» **REQUIRED WORK**:
Return every entry exactly. Leave nothing out.
═════ LISTED ENTRIES ═════
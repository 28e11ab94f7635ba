//! Post-call outcome reporting.
//!
//! After a primary call returns a decodable body, the client may send a
//! short sample (endpoint, latency, outcome codes) to the provider's
//! report endpoint. Whether it does is decided by [`ReportLevel`].

use std::time::Duration;

use paygate_types::constants::{
    FIELD_DEVICE_INFO, FIELD_ERR_CODE, FIELD_ERR_CODE_DES, FIELD_EXECUTE_TIME,
    FIELD_INTERFACE_URL, FIELD_OUT_TRADE_NO, FIELD_RESULT_CODE, FIELD_RETURN_CODE,
    FIELD_RETURN_MSG, STATUS_SUCCESS,
};
use paygate_types::FieldMap;
use serde::{Deserialize, Serialize};

/// Response fields copied verbatim into a telemetry sample when present.
const COPIED_FIELDS: [&str; 7] = [
    FIELD_RETURN_CODE,
    FIELD_RETURN_MSG,
    FIELD_RESULT_CODE,
    FIELD_ERR_CODE,
    FIELD_ERR_CODE_DES,
    FIELD_OUT_TRADE_NO,
    FIELD_DEVICE_INFO,
];

/// Which call outcomes are reported.
#[derive(Debug, Clone, Copy, PartialEq, Eq, Hash, Default, Serialize, Deserialize)]
#[serde(rename_all = "snake_case")]
pub enum ReportLevel {
    /// Never report.
    Off,
    /// Report only calls whose business result is not a success.
    #[default]
    ErrorsOnly,
    /// Report every call.
    All,
}

impl ReportLevel {
    /// Whether a call with this decoded response should be reported.
    ///
    /// Under [`ReportLevel::ErrorsOnly`], a response counts as successful
    /// only when both `return_code` and `result_code` are `SUCCESS`.
    pub fn should_report(&self, response: &FieldMap) -> bool {
        match self {
            Self::Off => false,
            Self::All => true,
            Self::ErrorsOnly => {
                !(response.is(FIELD_RETURN_CODE, STATUS_SUCCESS)
                    && response.is(FIELD_RESULT_CODE, STATUS_SUCCESS))
            }
        }
    }

    /// Map the provider's numeric level (0, 1, 2) onto a report level.
    pub fn from_level(level: u8) -> Option<Self> {
        match level {
            0 => Some(Self::Off),
            1 => Some(Self::ErrorsOnly),
            2 => Some(Self::All),
            _ => None,
        }
    }
}

/// One reported call outcome.
#[derive(Debug, Clone, PartialEq, Eq)]
pub struct TelemetrySample {
    interface_url: String,
    execute_time_ms: u128,
    outcome: FieldMap,
}

impl TelemetrySample {
    /// Build a sample from a decoded response.
    ///
    /// A failure envelope carries no `result_code`; its `return_code` stands
    /// in so that the report request is complete.
    pub fn from_response(interface_url: &str, elapsed: Duration, response: &FieldMap) -> Self {
        let mut outcome: FieldMap = COPIED_FIELDS
            .iter()
            .filter_map(|name| response.get(name).map(|value| (*name, value)))
            .collect();
        if let Some(return_code) = response.get(FIELD_RETURN_CODE) {
            outcome.insert_if_unset(FIELD_RESULT_CODE, return_code);
        }

        Self {
            interface_url: interface_url.to_string(),
            execute_time_ms: elapsed.as_millis(),
            outcome,
        }
    }

    /// Endpoint URL of the reported call.
    pub fn interface_url(&self) -> &str {
        &self.interface_url
    }

    /// Wall-clock latency of the reported call in milliseconds.
    pub fn execute_time_ms(&self) -> u128 {
        self.execute_time_ms
    }

    /// Convert into the report request's caller fields.
    ///
    /// `user_ip` and `time` are filled in by the request builder.
    pub fn into_fields(self) -> FieldMap {
        let mut fields = self.outcome;
        fields.insert(FIELD_INTERFACE_URL, self.interface_url);
        fields.insert(FIELD_EXECUTE_TIME, self.execute_time_ms);
        fields
    }
}

#[cfg(test)]
mod tests {
    use super::*;

    fn response(return_code: &str, result_code: &str) -> FieldMap {
        FieldMap::from([
            (FIELD_RETURN_CODE, return_code),
            (FIELD_RESULT_CODE, result_code),
        ])
    }

    #[test]
    fn test_report_level_gating() {
        let ok = response("SUCCESS", "SUCCESS");
        let biz_fail = response("SUCCESS", "FAIL");
        let comm_fail = response("FAIL", "");

        assert!(!ReportLevel::Off.should_report(&biz_fail));
        assert!(!ReportLevel::ErrorsOnly.should_report(&ok));
        assert!(ReportLevel::ErrorsOnly.should_report(&biz_fail));
        assert!(ReportLevel::ErrorsOnly.should_report(&comm_fail));
        assert!(ReportLevel::All.should_report(&ok));
    }

    #[test]
    fn test_report_level_numeric() {
        assert_eq!(ReportLevel::from_level(0), Some(ReportLevel::Off));
        assert_eq!(ReportLevel::from_level(1), Some(ReportLevel::ErrorsOnly));
        assert_eq!(ReportLevel::from_level(2), Some(ReportLevel::All));
        assert_eq!(ReportLevel::from_level(3), None);
        assert_eq!(ReportLevel::default(), ReportLevel::ErrorsOnly);
    }

    #[test]
    fn test_failure_envelope_sample_is_complete() {
        let resp = FieldMap::from([("return_code", "FAIL"), ("return_msg", "system busy")]);
        let fields = TelemetrySample::from_response(
            "https://api.mch.weixin.qq.com/pay/closeorder",
            Duration::from_millis(7),
            &resp,
        )
        .into_fields();

        assert_eq!(fields.get("return_code"), Some("FAIL"));
        assert_eq!(fields.get("result_code"), Some("FAIL"));
        assert_eq!(fields.get("return_msg"), Some("system busy"));
    }

    #[test]
    fn test_sample_copies_outcome_fields() {
        let resp = FieldMap::from([
            ("return_code", "SUCCESS"),
            ("result_code", "FAIL"),
            ("err_code", "ORDERPAID"),
            ("out_trade_no", "T1"),
            ("prepay_id", "wx201410272009395522657a690389285100"),
        ]);
        let sample = TelemetrySample::from_response(
            "https://api.mch.weixin.qq.com/pay/unifiedorder",
            Duration::from_millis(42),
            &resp,
        );
        assert_eq!(sample.execute_time_ms(), 42);

        let fields = sample.into_fields();
        assert_eq!(
            fields.get("interface_url"),
            Some("https://api.mch.weixin.qq.com/pay/unifiedorder")
        );
        assert_eq!(fields.get("execute_time_"), Some("42"));
        assert_eq!(fields.get("err_code"), Some("ORDERPAID"));
        assert_eq!(fields.get("out_trade_no"), Some("T1"));
        assert!(!fields.contains_key("prepay_id"));
        assert!(!fields.contains_key("return_msg"));
    }
}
═════
» **SOLUTION TO THE EXERCISE**:
repository 28e11ab94f7635ba
//! Post-call outcome reporting.
//!
//! After a primary call returns a decodable body, the client may send a
//! short sample (endpoint, latency, outcome codes) to the provider's
//! report endpoint. Whether it does is decided by [`ReportLevel`].

use std::time::Duration;

use paygate_types::constants::{
    FIELD_DEVICE_INFO, FIELD_ERR_CODE, FIELD_ERR_CODE_DES, FIELD_EXECUTE_TIME,
    FIELD_INTERFACE_URL, FIELD_OUT_TRADE_NO, FIELD_RESULT_CODE, FIELD_RETURN_CODE,
    FIELD_RETURN_MSG, STATUS_SUCCESS,
};
use paygate_types::FieldMap;
use serde::{Deserialize, Serialize};

/// Response fields copied verbatim into a telemetry sample when present.
const COPIED_FIELDS: [&str; 7] = [
    FIELD_RETURN_CODE,
    FIELD_RETURN_MSG,
    FIELD_RESULT_CODE,
    FIELD_ERR_CODE,
    FIELD_ERR_CODE_DES,
    FIELD_OUT_TRADE_NO,
    FIELD_DEVICE_INFO,
];

/// Which call outcomes are reported.
#[derive(Debug, Clone, Copy, PartialEq, Eq, Hash, Default, Serialize, Deserialize)]
#[serde(rename_all = "snake_case")]
pub enum ReportLevel {
    /// Never report.
    Off,
    /// Report only calls whose business result is not a success.
    #[default]
    ErrorsOnly,
    /// Report every call.
    All,
}

impl ReportLevel {
    /// Whether a call with this decoded response should be reported.
    ///
    /// Under [`ReportLevel::ErrorsOnly`], a response counts as successful
    /// only when both `return_code` and `result_code` are `SUCCESS`.
    pub fn should_report(&self, response: &FieldMap) -> bool {
        match self {
            Self::Off => false,
            Self::All => true,
            Self::ErrorsOnly => {
                !(response.is(FIELD_RETURN_CODE, STATUS_SUCCESS)
                    && response.is(FIELD_RESULT_CODE, STATUS_SUCCESS))
            }
        }
    }

    /// Map the provider's numeric level (0, 1, 2) onto a report level.
    pub fn from_level(level: u8) -> Option<Self> {
        match level {
            0 => Some(Self::Off),
            1 => Some(Self::ErrorsOnly),
            2 => Some(Self::All),
            _ => None,
        }
    }
}

/// One reported call outcome.
#[derive(Debug, Clone, PartialEq, Eq)]
pub struct TelemetrySample {
    interface_url: String,
    execute_time_ms: u128,
    outcome: FieldMap,
}

impl TelemetrySample {
    /// Build a sample from a decoded response.
    ///
    /// A failure envelope carries no `result_code`; its `return_code` stands
    /// in so that the report request is complete.
    pub fn from_response(interface_url: &str, elapsed: Duration, response: &FieldMap) -> Self {
        let mut outcome: FieldMap = COPIED_FIELDS
            .iter()
            .filter_map(|name| response.get(name).map(|value| (*name, value)))
            .collect();
        if let Some(return_code) = response.get(FIELD_RETURN_CODE) {
            outcome.insert_if_unset(FIELD_RESULT_CODE, return_code);
        }

        Self {
            interface_url: interface_url.to_string(),
            execute_time_ms: elapsed.as_millis(),
            outcome,
        }
    }

    /// Endpoint URL of the reported call.
    pub fn interface_url(&self) -> &str {
        &self.interface_url
    }

    /// Wall-clock latency of the reported call in milliseconds.
    pub fn execute_time_ms(&self) -> u128 {
        self.execute_time_ms
    }

    /// Convert into the report request's caller fields.
    ///
    /// `user_ip` and `time` are filled in by the request builder.
    pub fn into_fields(self) -> FieldMap {
        let mut fields = self.outcome;
        fields.insert(FIELD_INTERFACE_URL, self.interface_url);
        fields.insert(FIELD_EXECUTE_TIME, self.execute_time_ms);
        fields
    }
}

#[cfg(test)]
mod tests {
    use super::*;

    fn response(return_code: &str, result_code: &str) -> FieldMap {
        FieldMap::from([
            (FIELD_RETURN_CODE, return_code),
            (FIELD_RESULT_CODE, result_code),
        ])
    }

    #[test]
    fn test_report_level_gating() {
        let ok = response("SUCCESS", "SUCCESS");
        let biz_fail = response("SUCCESS", "FAIL");
        let comm_fail = response("FAIL", "");

        assert!(!ReportLevel::Off.should_report(&biz_fail));
        assert!(!ReportLevel::ErrorsOnly.should_report(&ok));
        assert!(ReportLevel::ErrorsOnly.should_report(&biz_fail));
        assert!(ReportLevel::ErrorsOnly.should_report(&comm_fail));
        assert!(ReportLevel::All.should_report(&ok));
    }

    #[test]
    fn test_report_level_numeric() {
        assert_eq!(ReportLevel::from_level(0), Some(ReportLevel::Off));
        assert_eq!(ReportLevel::from_level(1), Some(ReportLevel::ErrorsOnly));
        assert_eq!(ReportLevel::from_level(2), Some(ReportLevel::All));
        assert_eq!(ReportLevel::from_level(3), None);
        assert_eq!(ReportLevel::default(), ReportLevel::ErrorsOnly);
    }

    #[test]
    fn test_failure_envelope_sample_is_complete() {
        let resp = FieldMap::from([("return_code", "FAIL"), ("return_msg", "system busy")]);
        let fields = TelemetrySample::from_response(
            "https://api.mch.weixin.qq.com/pay/closeorder",
            Duration::from_millis(7),
            &resp,
        )
        .into_fields();

        assert_eq!(fields.get("return_code"), Some("FAIL"));
        assert_eq!(fields.get("result_code"), Some("FAIL"));
        assert_eq!(fields.get("return_msg"), Some("system busy"));
    }

    #[test]
    fn test_sample_copies_outcome_fields() {
        let resp = FieldMap::from([
            ("return_code", "SUCCESS"),
            ("result_code", "FAIL"),
            ("err_code", "ORDERPAID"),
            ("out_trade_no", "T1"),
            ("prepay_id", "wx201410272009395522657a690389285100"),
        ]);
        let sample = TelemetrySample::from_response(
            "https://api.mch.weixin.qq.com/pay/unifiedorder",
            Duration::from_millis(42),
            &resp,
        );
        assert_eq!(sample.execute_time_ms(), 42);

        let fields = sample.into_fields();
        assert_eq!(
            fields.get("interface_url"),
            Some("https://api.mch.weixin.qq.com/pay/unifiedorder")
        );
        assert_eq!(fields.get("execute_time_"), Some("42"));
        assert_eq!(fields.get("err_code"), Some("ORDERPAID"));
        assert_eq!(fields.get("out_trade_no"), Some("T1"));
        assert!(!fields.contains_key("prepay_id"));
        assert!(!fields.contains_key("return_msg"));
    }
}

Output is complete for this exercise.